Work instructions: Your answer must be an exact copy of every record below.

*** Opening Excerpted records ***

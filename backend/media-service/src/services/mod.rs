/// Business logic layer for media-service
pub mod auth;
pub mod image;

pub use auth::{AuthClient, Identity, TokenValidator};
pub use image::{ImageProcessor, ImageService, ImageStore, UploadRequest};
//! The save pipeline: pre-save conflict detection, the dialog round trip,
//! then persisting dirty in-scope files.
//!
//! All saves serialize behind one async mutex, so two overlapping save
//! requests run back to back instead of deduplicating into a shared result.
//! The second save sees the state the first one left behind and usually
//! finds nothing left to do.

use std::path::PathBuf;

use thiserror::Error;
use tracing::{debug, info};

use vellum_types::{ActionRequest, BatchReport, ConflictMode};
use vellum_utils::{FileSyncPolicy, normalize_path};

use crate::bridge::{ConflictBridge, ConflictResolution, ConflictTransport};
use crate::executor::execute_batch;
use crate::registry::FileRegistry;
use crate::saver::{FileSaver, SaveError, SaveOptions};
use crate::snapshot::compute_snapshot_token;
use crate::tracked_file::TrackedFile;

/// Which tracked files one save request covers.
#[derive(Debug, Clone, PartialEq, Eq)]
pub enum SaveScope {
    /// The primary file and every fragment.
    Document,
    PrimaryOnly,
    Fragments,
    /// One file, by absolute or registry-resolved path.
    Single(PathBuf),
}

impl SaveScope {
    fn covers(&self, file: &TrackedFile) -> bool {
        match self {
            Self::Document => true,
            Self::PrimaryOnly => file.kind().is_primary(),
            Self::Fragments => file.kind().is_fragment(),
            Self::Single(path) => normalize_path(file.path()) == normalize_path(path),
        }
    }
}

/// Terminal state of one save request.
#[derive(Debug)]
pub enum SaveOutcome {
    /// These files were written to disk.
    Saved { files: Vec<String> },
    /// Nothing in scope was dirty.
    NoChanges,
    /// The user cancelled the pre-save conflict dialog (or it timed out).
    Cancelled,
    /// The user resolved the conflict by loading disk content, so there was
    /// nothing left to write.
    ReloadedInstead { report: BatchReport },
    /// The conflict-resolution batch did not succeed; no further save was
    /// attempted. The report explains each item.
    ConflictActionsFailed { report: BatchReport },
}

#[derive(Debug, Error)]
pub enum PipelineError {
    #[error(transparent)]
    Save(#[from] SaveError),
}

/// Serializes save requests and runs the pre-save conflict handshake.
#[derive(Debug, Default)]
pub struct SavePipeline {
    lock: tokio::sync::Mutex<()>,
    file_sync: FileSyncPolicy,
}

impl SavePipeline {
    #[must_use]
    pub fn new() -> Self {
        Self::default()
    }

    #[must_use]
    pub fn with_file_sync(file_sync: FileSyncPolicy) -> Self {
        Self {
            lock: tokio::sync::Mutex::new(()),
            file_sync,
        }
    }

    /// Save every dirty file the scope covers.
    ///
    /// When in-scope files changed on disk since the last sync, the save
    /// suspends on a conflict dialog first and only proceeds as the user
    /// directed. The registry lock is never held across the dialog await.
    pub async fn save(
        &self,
        registry: &tokio::sync::Mutex<FileRegistry>,
        bridge: &ConflictBridge,
        transport: &dyn ConflictTransport,
        saver: &dyn FileSaver,
        scope: SaveScope,
    ) -> Result<SaveOutcome, PipelineError> {
        let _serialized = self.lock.lock().await;

        let (conflicted, token) = {
            let mut registry = registry.lock().await;
            refresh_in_scope(&mut registry, &scope).await;
            let conflicted: Vec<_> = registry
                .all()
                .filter(|file| scope.covers(file) && file.has_external_change())
                .map(TrackedFile::summary)
                .collect();
            (conflicted, compute_snapshot_token(&registry))
        };

        if !conflicted.is_empty() {
            info!(
                conflicts = conflicted.len(),
                "External changes detected before save; asking the user"
            );
            let resolution = bridge
                .show_conflict(transport, ConflictMode::PreSaveConflict, conflicted, token.clone())
                .await;
            let resolutions = match resolution {
                ConflictResolution::Cancelled => return Ok(SaveOutcome::Cancelled),
                ConflictResolution::Apply(resolutions) => resolutions,
            };

            let requests: Vec<ActionRequest> = resolutions
                .iter()
                .map(|r| ActionRequest::new(r.path.clone(), r.action))
                .collect();
            let reloaded = resolutions.iter().any(|r| r.action.is_reload());

            let mut registry = registry.lock().await;
            let report = execute_batch(&mut registry, saver, &token, &requests).await;
            if !report.success {
                return Ok(SaveOutcome::ConflictActionsFailed { report });
            }
            if reloaded {
                // Disk content was adopted; there is nothing left to write.
                return Ok(SaveOutcome::ReloadedInstead { report });
            }
            drop(registry);
        }

        let mut registry = registry.lock().await;
        let saved = self
            .save_dirty_in_scope(&mut registry, saver, &scope)
            .await?;
        if saved.is_empty() {
            debug!("Nothing in scope was dirty");
            Ok(SaveOutcome::NoChanges)
        } else {
            info!(files = saved.len(), "Save complete");
            Ok(SaveOutcome::Saved { files: saved })
        }
    }

    async fn save_dirty_in_scope(
        &self,
        registry: &mut FileRegistry,
        saver: &dyn FileSaver,
        scope: &SaveScope,
    ) -> Result<Vec<String>, PipelineError> {
        let mut saved = Vec::new();
        for file in registry.all_mut() {
            if !scope.covers(file) {
                continue;
            }
            file.flush_editor_buffer();
            if !file.has_internal_change() {
                continue;
            }
            // A file the user chose to leave conflicted stays untouched.
            if file.has_external_change() {
                debug!(
                    path = %file.path().display(),
                    "Leaving conflicted file unsaved as resolved"
                );
                continue;
            }
            saver
                .save_file(
                    file,
                    None,
                    SaveOptions {
                        force: false,
                        file_sync: self.file_sync,
                    },
                )
                .await?;
            saved.push(file.path().display().to_string());
        }
        Ok(saved)
    }
}

async fn refresh_in_scope(registry: &mut FileRegistry, scope: &SaveScope) {
    for file in registry.all_mut() {
        if scope.covers(file) {
            file.refresh_disk_state().await;
        }
    }
}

*** Closing Excerpted records ***

Exercise answer:
filename backend/media-service/src/services/mod.rs
/// Business logic layer for media-service
pub mod auth;
pub mod image;

pub use auth::{AuthClient, Identity, TokenValidator};
pub use image::{ImageProcessor, ImageService, ImageStore, UploadRequest};
//! The save pipeline: pre-save conflict detection, the dialog round trip,
//! then persisting dirty in-scope files.
//!
//! All saves serialize behind one async mutex, so two overlapping save
//! requests run back to back instead of deduplicating into a shared result.
//! The second save sees the state the first one left behind and usually
//! finds nothing left to do.

use std::path::PathBuf;

use thiserror::Error;
use tracing::{debug, info};

use vellum_types::{ActionRequest, BatchReport, ConflictMode};
use vellum_utils::{FileSyncPolicy, normalize_path};

use crate::bridge::{ConflictBridge, ConflictResolution, ConflictTransport};
use crate::executor::execute_batch;
use crate::registry::FileRegistry;
use crate::saver::{FileSaver, SaveError, SaveOptions};
use crate::snapshot::compute_snapshot_token;
use crate::tracked_file::TrackedFile;

/// Which tracked files one save request covers.
#[derive(Debug, Clone, PartialEq, Eq)]
pub enum SaveScope {
    /// The primary file and every fragment.
    Document,
    PrimaryOnly,
    Fragments,
    /// One file, by absolute or registry-resolved path.
    Single(PathBuf),
}

impl SaveScope {
    fn covers(&self, file: &TrackedFile) -> bool {
        match self {
            Self::Document => true,
            Self::PrimaryOnly => file.kind().is_primary(),
            Self::Fragments => file.kind().is_fragment(),
            Self::Single(path) => normalize_path(file.path()) == normalize_path(path),
        }
    }
}

/// Terminal state of one save request.
#[derive(Debug)]
pub enum SaveOutcome {
    /// These files were written to disk.
    Saved { files: Vec<String> },
    /// Nothing in scope was dirty.
    NoChanges,
    /// The user cancelled the pre-save conflict dialog (or it timed out).
    Cancelled,
    /// The user resolved the conflict by loading disk content, so there was
    /// nothing left to write.
    ReloadedInstead { report: BatchReport },
    /// The conflict-resolution batch did not succeed; no further save was
    /// attempted. The report explains each item.
    ConflictActionsFailed { report: BatchReport },
}

#[derive(Debug, Error)]
pub enum PipelineError {
    #[error(transparent)]
    Save(#[from] SaveError),
}

/// Serializes save requests and runs the pre-save conflict handshake.
#[derive(Debug, Default)]
pub struct SavePipeline {
    lock: tokio::sync::Mutex<()>,
    file_sync: FileSyncPolicy,
}

impl SavePipeline {
    #[must_use]
    pub fn new() -> Self {
        Self::default()
    }

    #[must_use]
    pub fn with_file_sync(file_sync: FileSyncPolicy) -> Self {
        Self {
            lock: tokio::sync::Mutex::new(()),
            file_sync,
        }
    }

    /// Save every dirty file the scope covers.
    ///
    /// When in-scope files changed on disk since the last sync, the save
    /// suspends on a conflict dialog first and only proceeds as the user
    /// directed. The registry lock is never held across the dialog await.
    pub async fn save(
        &self,
        registry: &tokio::sync::Mutex<FileRegistry>,
        bridge: &ConflictBridge,
        transport: &dyn ConflictTransport,
        saver: &dyn FileSaver,
        scope: SaveScope,
    ) -> Result<SaveOutcome, PipelineError> {
        let _serialized = self.lock.lock().await;

        let (conflicted, token) = {
            let mut registry = registry.lock().await;
            refresh_in_scope(&mut registry, &scope).await;
            let conflicted: Vec<_> = registry
                .all()
                .filter(|file| scope.covers(file) && file.has_external_change())
                .map(TrackedFile::summary)
                .collect();
            (conflicted, compute_snapshot_token(&registry))
        };

        if !conflicted.is_empty() {
            info!(
                conflicts = conflicted.len(),
                "External changes detected before save; asking the user"
            );
            let resolution = bridge
                .show_conflict(transport, ConflictMode::PreSaveConflict, conflicted, token.clone())
                .await;
            let resolutions = match resolution {
                ConflictResolution::Cancelled => return Ok(SaveOutcome::Cancelled),
                ConflictResolution::Apply(resolutions) => resolutions,
            };

            let requests: Vec<ActionRequest> = resolutions
                .iter()
                .map(|r| ActionRequest::new(r.path.clone(), r.action))
                .collect();
            let reloaded = resolutions.iter().any(|r| r.action.is_reload());

            let mut registry = registry.lock().await;
            let report = execute_batch(&mut registry, saver, &token, &requests).await;
            if !report.success {
                return Ok(SaveOutcome::ConflictActionsFailed { report });
            }
            if reloaded {
                // Disk content was adopted; there is nothing left to write.
                return Ok(SaveOutcome::ReloadedInstead { report });
            }
            drop(registry);
        }

        let mut registry = registry.lock().await;
        let saved = self
            .save_dirty_in_scope(&mut registry, saver, &scope)
            .await?;
        if saved.is_empty() {
            debug!("Nothing in scope was dirty");
            Ok(SaveOutcome::NoChanges)
        } else {
            info!(files = saved.len(), "Save complete");
            Ok(SaveOutcome::Saved { files: saved })
        }
    }

    async fn save_dirty_in_scope(
        &self,
        registry: &mut FileRegistry,
        saver: &dyn FileSaver,
        scope: &SaveScope,
    ) -> Result<Vec<String>, PipelineError> {
        let mut saved = Vec::new();
        for file in registry.all_mut() {
            if !scope.covers(file) {
                continue;
            }
            file.flush_editor_buffer();
            if !file.has_internal_change() {
                continue;
            }
            // A file the user chose to leave conflicted stays untouched.
            if file.has_external_change() {
                debug!(
                    path = %file.path().display(),
                    "Leaving conflicted file unsaved as resolved"
                );
                continue;
            }
            saver
                .save_file(
                    file,
                    None,
                    SaveOptions {
                        force: false,
                        file_sync: self.file_sync,
                    },
                )
                .await?;
            saved.push(file.path().display().to_string());
        }
        Ok(saved)
    }
}

async fn refresh_in_scope(registry: &mut FileRegistry, scope: &SaveScope) {
    for file in registry.all_mut() {
        if scope.covers(file) {
            file.refresh_disk_state().await;
        }
    }
}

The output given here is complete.